A parking lot in Campustown could become available for future commercial and housing developments as will be discussed at Tuesday’s Champaign City Council meeting.

Parking Lot J, near the corner of Green and Sixth streets, is one of four properties the city hopes to issue a request for qualifications and proposals as part of an in-fill development plan that will be presented during the regular meeting’s study session on Tuesday.

By issuing requests for qualifications and proposals to these sites, potential developers can engage in a competitive bidding process on the property.

Parking Lot J has been requested by developers twice in the past, most recently about a half decade ago, said Champaign planning director Bruce Knight. However, proposed developers, who were considering ground floor commercial and above floor residential space, backed out of negotiations.

“It has been considered a few times before, but it hasn’t succeeded yet in finding a deal,” Knight said.

Of the four sites, Parking Lot J is the most likely to undergo development in the near future, said Will Kyles, District 1. The council will discuss these properties and address some of the council and their constituents’ concerns regarding the issue.

“We have plenty of parking lots,” Kyles said. “Instead of having some of these vacant parking lots, how about we use them for development?”

The In-fill Development Strategies Plan, to be presented Tuesday, would facilitate the process. The purpose of this plan is to take advantage of the city’s 2011 Comprehensive Plan, which includes the principle of promoting fiscally sustainable growth. Knight said the plan promotes more in-fill development; city growth is encouraged by taking advantage of existing properties and infrastructure.

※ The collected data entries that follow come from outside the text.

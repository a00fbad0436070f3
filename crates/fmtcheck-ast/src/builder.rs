//! Incremental construction of a `NodeArena`.
//!
//! Nodes are added bottom-up: children first, then the node that owns them.
//! The builder wires each child's `parent` link as the owner is added.

use crate::arena::NodeArena;
use crate::base::NodeIndex;
use crate::node::{
    ClassConstantReferenceData, ConstantDeclarationData, ConstantReferenceData,
    FieldReferenceData, MethodReferenceData, Node, NodeData, TypeUnion, TypedExpressionData,
    VariableData,
};
use fmtcheck_common::TextRange;

#[derive(Debug, Default)]
pub struct AstBuilder {
    arena: NodeArena,
}

impl AstBuilder {
    pub fn new() -> Self {
        Self {
            arena: NodeArena::new(),
        }
    }

    pub fn arena(&self) -> &NodeArena {
        &self.arena
    }

    pub fn arena_mut(&mut self) -> &mut NodeArena {
        &mut self.arena
    }

    pub fn finish(self) -> NodeArena {
        self.arena
    }

    /// Add a node and adopt its children.
    pub fn add(&mut self, data: NodeData, range: TextRange) -> NodeIndex {
        let index = self.arena.add(Node::new(data, range));
        for child in self.arena.children(index) {
            if let Some(node) = self.arena.get_mut(child) {
                node.parent = index;
            }
        }
        index
    }

    pub fn source_file(&mut self, statements: Vec<NodeIndex>, range: TextRange) -> NodeIndex {
        self.add(NodeData::SourceFile { statements }, range)
    }

    pub fn block(&mut self, statements: Vec<NodeIndex>, range: TextRange) -> NodeIndex {
        self.add(NodeData::Block { statements }, range)
    }

    pub fn variable(&mut self, name: &str, types: TypeUnion, range: TextRange) -> NodeIndex {
        self.add(
            NodeData::Variable(VariableData {
                name: name.to_string(),
                types,
            }),
            range,
        )
    }

    pub fn class_reference(&mut self, fqn: &str, range: TextRange) -> NodeIndex {
        self.add(
            NodeData::ClassReference {
                fqn: fqn.to_string(),
            },
            range,
        )
    }

    pub fn method_reference(
        &mut self,
        receiver: NodeIndex,
        name: &str,
        name_range: TextRange,
        arguments: Vec<NodeIndex>,
        types: TypeUnion,
        range: TextRange,
    ) -> NodeIndex {
        self.add(
            NodeData::MethodReference(MethodReferenceData {
                receiver,
                name: name.to_string(),
                name_range,
                arguments,
                types,
            }),
            range,
        )
    }

    pub fn field_reference(
        &mut self,
        receiver: NodeIndex,
        name: &str,
        types: TypeUnion,
        range: TextRange,
    ) -> NodeIndex {
        self.add(
            NodeData::FieldReference(FieldReferenceData {
                receiver,
                name: name.to_string(),
                types,
            }),
            range,
        )
    }

    pub fn string_literal(&mut self, contents: &str, range: TextRange) -> NodeIndex {
        self.add(
            NodeData::StringLiteral {
                contents: contents.to_string(),
            },
            range,
        )
    }

    pub fn class_constant_reference(
        &mut self,
        class_reference: NodeIndex,
        name: &str,
        range: TextRange,
    ) -> NodeIndex {
        self.add(
            NodeData::ClassConstantReference(ClassConstantReferenceData {
                class_reference,
                name: name.to_string(),
            }),
            range,
        )
    }

    pub fn constant_reference(&mut self, fqn: &str, name: &str, range: TextRange) -> NodeIndex {
        self.add(
            NodeData::ConstantReference(ConstantReferenceData {
                fqn: fqn.to_string(),
                name: name.to_string(),
            }),
            range,
        )
    }

    pub fn constant_declaration(
        &mut self,
        name: &str,
        default_value: NodeIndex,
        range: TextRange,
    ) -> NodeIndex {
        self.add(
            NodeData::ConstantDeclaration(ConstantDeclarationData {
                name: name.to_string(),
                default_value,
            }),
            range,
        )
    }

    pub fn parenthesized(&mut self, expression: NodeIndex, range: TextRange) -> NodeIndex {
        self.add(NodeData::Parenthesized { expression }, range)
    }

    pub fn leaf(&mut self, text: &str, range: TextRange) -> NodeIndex {
        self.add(
            NodeData::Leaf {
                text: text.to_string(),
            },
            range,
        )
    }

    pub fn typed_expression(&mut self, text: &str, types: TypeUnion, range: TextRange) -> NodeIndex {
        self.add(
            NodeData::TypedExpression(TypedExpressionData {
                text: text.to_string(),
                types,
            }),
            range,
        )
    }

    /// Re-point `child`'s parent. Used for `Leaf` tokens whose owner is
    /// added later and does not list them as children.
    pub fn set_parent(&mut self, child: NodeIndex, parent: NodeIndex) {
        if let Some(node) = self.arena.get_mut(child) {
            node.parent = parent;
        }
    }
}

Along with Parking Lot J, the three other properties include the Burnham, the Hill and Neil, and Main Street parking lots. Knight said the draft of the plan, a five month endeavor, makes the requests of these properties a top priority for whatever developers want to do with them, pending city approval.

“We’ll let the proposers decide what the best use of the property is,” Knight said.

A second report for Tuesday’s special study session regards towing fees. Under a new proposal to be presented to the council, Champaign would allow towing services to charge a show-up fee

to vehicle owners who show up before their vehicle is towed. The proposed ordinance would allow the fee to be charged to owners who arrive even before their vehicle is connected to the tow truck.

The report states that cities such as Urbana and Normal have mandated similar towing fees, and Champaign towing services would benefit from a show-up fee. Such a fee would help compensate towing service costs, reduce trespassing incidents and hold vehicle owners and operators more accountable for their actions.